§ **What you will do**
Could you reproduce every record below exactly as it stands?

Collected data

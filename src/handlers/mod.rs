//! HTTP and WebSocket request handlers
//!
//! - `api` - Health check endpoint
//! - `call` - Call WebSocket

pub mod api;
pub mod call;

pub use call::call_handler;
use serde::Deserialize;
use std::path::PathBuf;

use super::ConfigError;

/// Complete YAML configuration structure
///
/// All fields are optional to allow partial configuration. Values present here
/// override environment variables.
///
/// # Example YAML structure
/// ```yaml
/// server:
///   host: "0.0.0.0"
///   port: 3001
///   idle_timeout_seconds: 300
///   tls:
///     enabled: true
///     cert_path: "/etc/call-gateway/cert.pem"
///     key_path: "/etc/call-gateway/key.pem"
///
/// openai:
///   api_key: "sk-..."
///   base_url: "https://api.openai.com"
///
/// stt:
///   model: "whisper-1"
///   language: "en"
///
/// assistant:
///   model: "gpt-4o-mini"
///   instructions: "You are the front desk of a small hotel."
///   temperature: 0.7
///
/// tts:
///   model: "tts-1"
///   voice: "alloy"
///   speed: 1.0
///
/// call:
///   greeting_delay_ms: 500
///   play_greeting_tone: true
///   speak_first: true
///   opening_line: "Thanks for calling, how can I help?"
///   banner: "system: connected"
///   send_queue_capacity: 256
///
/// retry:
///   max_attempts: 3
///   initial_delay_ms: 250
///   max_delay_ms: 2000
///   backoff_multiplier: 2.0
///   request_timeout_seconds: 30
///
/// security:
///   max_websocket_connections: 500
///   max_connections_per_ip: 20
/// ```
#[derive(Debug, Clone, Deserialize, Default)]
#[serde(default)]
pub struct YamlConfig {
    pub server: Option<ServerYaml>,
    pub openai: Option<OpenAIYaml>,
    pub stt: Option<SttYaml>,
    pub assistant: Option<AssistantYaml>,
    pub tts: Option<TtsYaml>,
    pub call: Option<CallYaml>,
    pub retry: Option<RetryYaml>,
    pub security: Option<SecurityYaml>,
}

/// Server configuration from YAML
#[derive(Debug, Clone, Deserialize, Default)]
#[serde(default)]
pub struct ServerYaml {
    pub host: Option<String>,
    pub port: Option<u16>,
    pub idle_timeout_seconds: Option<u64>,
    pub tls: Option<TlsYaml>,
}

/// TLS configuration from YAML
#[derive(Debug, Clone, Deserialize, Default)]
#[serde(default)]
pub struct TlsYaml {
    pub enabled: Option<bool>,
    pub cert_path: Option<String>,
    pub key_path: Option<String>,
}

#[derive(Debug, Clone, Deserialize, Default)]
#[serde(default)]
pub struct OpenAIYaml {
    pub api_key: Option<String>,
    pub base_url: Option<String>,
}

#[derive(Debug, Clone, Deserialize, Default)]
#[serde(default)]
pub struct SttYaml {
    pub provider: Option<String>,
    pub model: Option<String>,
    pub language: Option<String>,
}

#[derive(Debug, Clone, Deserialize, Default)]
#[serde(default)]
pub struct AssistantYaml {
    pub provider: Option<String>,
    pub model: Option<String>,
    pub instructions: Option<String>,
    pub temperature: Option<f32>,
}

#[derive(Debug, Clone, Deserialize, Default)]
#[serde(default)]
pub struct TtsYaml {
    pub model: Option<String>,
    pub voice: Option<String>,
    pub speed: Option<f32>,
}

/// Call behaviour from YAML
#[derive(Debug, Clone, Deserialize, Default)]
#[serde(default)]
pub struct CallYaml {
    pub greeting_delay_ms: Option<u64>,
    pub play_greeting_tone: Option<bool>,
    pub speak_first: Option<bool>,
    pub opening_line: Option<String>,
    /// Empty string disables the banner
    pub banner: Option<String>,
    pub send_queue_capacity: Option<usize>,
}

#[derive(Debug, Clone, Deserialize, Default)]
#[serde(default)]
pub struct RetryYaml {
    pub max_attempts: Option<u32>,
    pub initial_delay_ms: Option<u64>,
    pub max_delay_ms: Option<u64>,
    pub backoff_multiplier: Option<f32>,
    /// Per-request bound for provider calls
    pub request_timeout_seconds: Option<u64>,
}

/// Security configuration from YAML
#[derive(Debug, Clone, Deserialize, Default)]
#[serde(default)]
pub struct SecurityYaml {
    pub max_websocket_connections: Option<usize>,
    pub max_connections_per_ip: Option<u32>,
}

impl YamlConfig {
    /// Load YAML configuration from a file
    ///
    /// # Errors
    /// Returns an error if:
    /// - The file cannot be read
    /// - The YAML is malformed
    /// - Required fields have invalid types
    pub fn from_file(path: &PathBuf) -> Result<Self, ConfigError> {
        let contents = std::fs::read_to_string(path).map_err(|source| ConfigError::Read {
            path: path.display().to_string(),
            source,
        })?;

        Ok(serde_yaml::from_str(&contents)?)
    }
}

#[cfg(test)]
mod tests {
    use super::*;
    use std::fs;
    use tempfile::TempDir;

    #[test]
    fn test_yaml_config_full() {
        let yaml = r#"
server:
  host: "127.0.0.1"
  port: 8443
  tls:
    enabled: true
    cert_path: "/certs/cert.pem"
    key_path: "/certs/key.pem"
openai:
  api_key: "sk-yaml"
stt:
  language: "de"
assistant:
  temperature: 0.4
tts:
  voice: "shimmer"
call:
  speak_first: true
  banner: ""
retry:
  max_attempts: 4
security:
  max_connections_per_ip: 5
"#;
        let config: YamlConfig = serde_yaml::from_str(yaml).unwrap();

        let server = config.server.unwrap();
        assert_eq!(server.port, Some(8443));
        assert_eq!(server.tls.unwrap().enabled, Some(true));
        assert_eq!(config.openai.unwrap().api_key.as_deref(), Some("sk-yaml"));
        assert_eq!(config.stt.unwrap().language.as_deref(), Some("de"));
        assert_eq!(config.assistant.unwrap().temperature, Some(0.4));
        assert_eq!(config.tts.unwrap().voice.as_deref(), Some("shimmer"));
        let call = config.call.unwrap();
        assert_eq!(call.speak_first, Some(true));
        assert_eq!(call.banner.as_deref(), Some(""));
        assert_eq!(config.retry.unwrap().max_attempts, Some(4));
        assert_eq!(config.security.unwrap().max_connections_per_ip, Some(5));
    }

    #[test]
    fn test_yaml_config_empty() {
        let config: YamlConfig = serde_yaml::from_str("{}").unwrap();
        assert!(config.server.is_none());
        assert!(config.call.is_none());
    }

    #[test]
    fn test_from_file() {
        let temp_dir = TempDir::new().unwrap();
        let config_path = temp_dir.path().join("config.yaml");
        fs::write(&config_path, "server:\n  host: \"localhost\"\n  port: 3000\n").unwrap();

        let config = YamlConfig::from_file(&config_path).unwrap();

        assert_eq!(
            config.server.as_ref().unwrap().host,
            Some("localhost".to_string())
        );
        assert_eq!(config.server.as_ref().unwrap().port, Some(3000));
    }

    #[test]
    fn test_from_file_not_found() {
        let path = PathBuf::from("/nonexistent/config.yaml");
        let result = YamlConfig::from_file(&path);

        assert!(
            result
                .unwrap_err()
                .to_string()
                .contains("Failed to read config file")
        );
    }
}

§ **Response area**
filename src/handlers/mod.rs
//! HTTP and WebSocket request handlers
//!
//! - `api` - Health check endpoint
//! - `call` - Call WebSocket

pub mod api;
pub mod call;

pub use call::call_handler;
use serde::Deserialize;
use std::path::PathBuf;

use super::ConfigError;

/// Complete YAML configuration structure
///
/// All fields are optional to allow partial configuration. Values present here
/// override environment variables.
///
/// # Example YAML structure
/// ```yaml
/// server:
///   host: "0.0.0.0"
///   port: 3001
///   idle_timeout_seconds: 300
///   tls:
///     enabled: true
///     cert_path: "/etc/call-gateway/cert.pem"
///     key_path: "/etc/call-gateway/key.pem"
///
/// openai:
///   api_key: "sk-..."
///   base_url: "https://api.openai.com"
///
/// stt:
///   model: "whisper-1"
///   language: "en"
///
/// assistant:
///   model: "gpt-4o-mini"
///   instructions: "You are the front desk of a small hotel."
///   temperature: 0.7
///
/// tts:
///   model: "tts-1"
///   voice: "alloy"
///   speed: 1.0
///
/// call:
///   greeting_delay_ms: 500
///   play_greeting_tone: true
///   speak_first: true
///   opening_line: "Thanks for calling, how can I help?"
///   banner: "system: connected"
///   send_queue_capacity: 256
///
/// retry:
///   max_attempts: 3
///   initial_delay_ms: 250
///   max_delay_ms: 2000
///   backoff_multiplier: 2.0
///   request_timeout_seconds: 30
///
/// security:
///   max_websocket_connections: 500
///   max_connections_per_ip: 20
/// ```
#[derive(Debug, Clone, Deserialize, Default)]
#[serde(default)]
pub struct YamlConfig {
    pub server: Option<ServerYaml>,
    pub openai: Option<OpenAIYaml>,
    pub stt: Option<SttYaml>,
    pub assistant: Option<AssistantYaml>,
    pub tts: Option<TtsYaml>,
    pub call: Option<CallYaml>,
    pub retry: Option<RetryYaml>,
    pub security: Option<SecurityYaml>,
}

/// Server configuration from YAML
#[derive(Debug, Clone, Deserialize, Default)]
#[serde(default)]
pub struct ServerYaml {
    pub host: Option<String>,
    pub port: Option<u16>,
    pub idle_timeout_seconds: Option<u64>,
    pub tls: Option<TlsYaml>,
}

/// TLS configuration from YAML
#[derive(Debug, Clone, Deserialize, Default)]
#[serde(default)]
pub struct TlsYaml {
    pub enabled: Option<bool>,
    pub cert_path: Option<String>,
    pub key_path: Option<String>,
}

#[derive(Debug, Clone, Deserialize, Default)]
#[serde(default)]
pub struct OpenAIYaml {
    pub api_key: Option<String>,
    pub base_url: Option<String>,
}

#[derive(Debug, Clone, Deserialize, Default)]
#[serde(default)]
pub struct SttYaml {
    pub provider: Option<String>,
    pub model: Option<String>,
    pub language: Option<String>,
}

#[derive(Debug, Clone, Deserialize, Default)]
#[serde(default)]
pub struct AssistantYaml {
    pub provider: Option<String>,
    pub model: Option<String>,
    pub instructions: Option<String>,
    pub temperature: Option<f32>,
}

#[derive(Debug, Clone, Deserialize, Default)]
#[serde(default)]
pub struct TtsYaml {
    pub model: Option<String>,
    pub voice: Option<String>,
    pub speed: Option<f32>,
}

/// Call behaviour from YAML
#[derive(Debug, Clone, Deserialize, Default)]
#[serde(default)]
pub struct CallYaml {
    pub greeting_delay_ms: Option<u64>,
    pub play_greeting_tone: Option<bool>,
    pub speak_first: Option<bool>,
    pub opening_line: Option<String>,
    /// Empty string disables the banner
    pub banner: Option<String>,
    pub send_queue_capacity: Option<usize>,
}

#[derive(Debug, Clone, Deserialize, Default)]
#[serde(default)]
pub struct RetryYaml {
    pub max_attempts: Option<u32>,
    pub initial_delay_ms: Option<u64>,
    pub max_delay_ms: Option<u64>,
    pub backoff_multiplier: Option<f32>,
    /// Per-request bound for provider calls
    pub request_timeout_seconds: Option<u64>,
}

/// Security configuration from YAML
#[derive(Debug, Clone, Deserialize, Default)]
#[serde(default)]
pub struct SecurityYaml {
    pub max_websocket_connections: Option<usize>,
    pub max_connections_per_ip: Option<u32>,
}

impl YamlConfig {
    /// Load YAML configuration from a file
    ///
    /// # Errors
    /// Returns an error if:
    /// - The file cannot be read
    /// - The YAML is malformed
    /// - Required fields have invalid types
    pub fn from_file(path: &PathBuf) -> Result<Self, ConfigError> {
        let contents = std::fs::read_to_string(path).map_err(|source| ConfigError::Read {
            path: path.display().to_string(),
            source,
        })?;

        Ok(serde_yaml::from_str(&contents)?)
    }
}

#[cfg(test)]
mod tests {
    use super::*;
    use std::fs;
    use tempfile::TempDir;

    #[test]
    fn test_yaml_config_full() {
        let yaml = r#"
server:
  host: "127.0.0.1"
  port: 8443
  tls:
    enabled: true
    cert_path: "/certs/cert.pem"
    key_path: "/certs/key.pem"
openai:
  api_key: "sk-yaml"
stt:
  language: "de"
assistant:
  temperature: 0.4
tts:
  voice: "shimmer"
call:
  speak_first: true
  banner: ""
retry:
  max_attempts: 4
security:
  max_connections_per_ip: 5
"#;
        let config: YamlConfig = serde_yaml::from_str(yaml).unwrap();

        let server = config.server.unwrap();
        assert_eq!(server.port, Some(8443));
        assert_eq!(server.tls.unwrap().enabled, Some(true));
        assert_eq!(config.openai.unwrap().api_key.as_deref(), Some("sk-yaml"));
        assert_eq!(config.stt.unwrap().language.as_deref(), Some("de"));
        assert_eq!(config.assistant.unwrap().temperature, Some(0.4));
        assert_eq!(config.tts.unwrap().voice.as_deref(), Some("shimmer"));
        let call = config.call.unwrap();
        assert_eq!(call.speak_first, Some(true));
        assert_eq!(call.banner.as_deref(), Some(""));
        assert_eq!(config.retry.unwrap().max_attempts, Some(4));
        assert_eq!(config.security.unwrap().max_connections_per_ip, Some(5));
    }

    #[test]
    fn test_yaml_config_empty() {
        let config: YamlConfig = serde_yaml::from_str("{}").unwrap();
        assert!(config.server.is_none());
        assert!(config.call.is_none());
    }

    #[test]
    fn test_from_file() {
        let temp_dir = TempDir::new().unwrap();
        let config_path = temp_dir.path().join("config.yaml");
        fs::write(&config_path, "server:\n  host: \"localhost\"\n  port: 3000\n").unwrap();

        let config = YamlConfig::from_file(&config_path).unwrap();

        assert_eq!(
            config.server.as_ref().unwrap().host,
            Some("localhost".to_string())
        );
        assert_eq!(config.server.as_ref().unwrap().port, Some(3000));
    }

    #[test]
    fn test_from_file_not_found() {
        let path = PathBuf::from("/nonexistent/config.yaml");
        let result = YamlConfig::from_file(&path);

        assert!(
            result
                .unwrap_err()
                .to_string()
                .contains("Failed to read config file")
        );
    }
}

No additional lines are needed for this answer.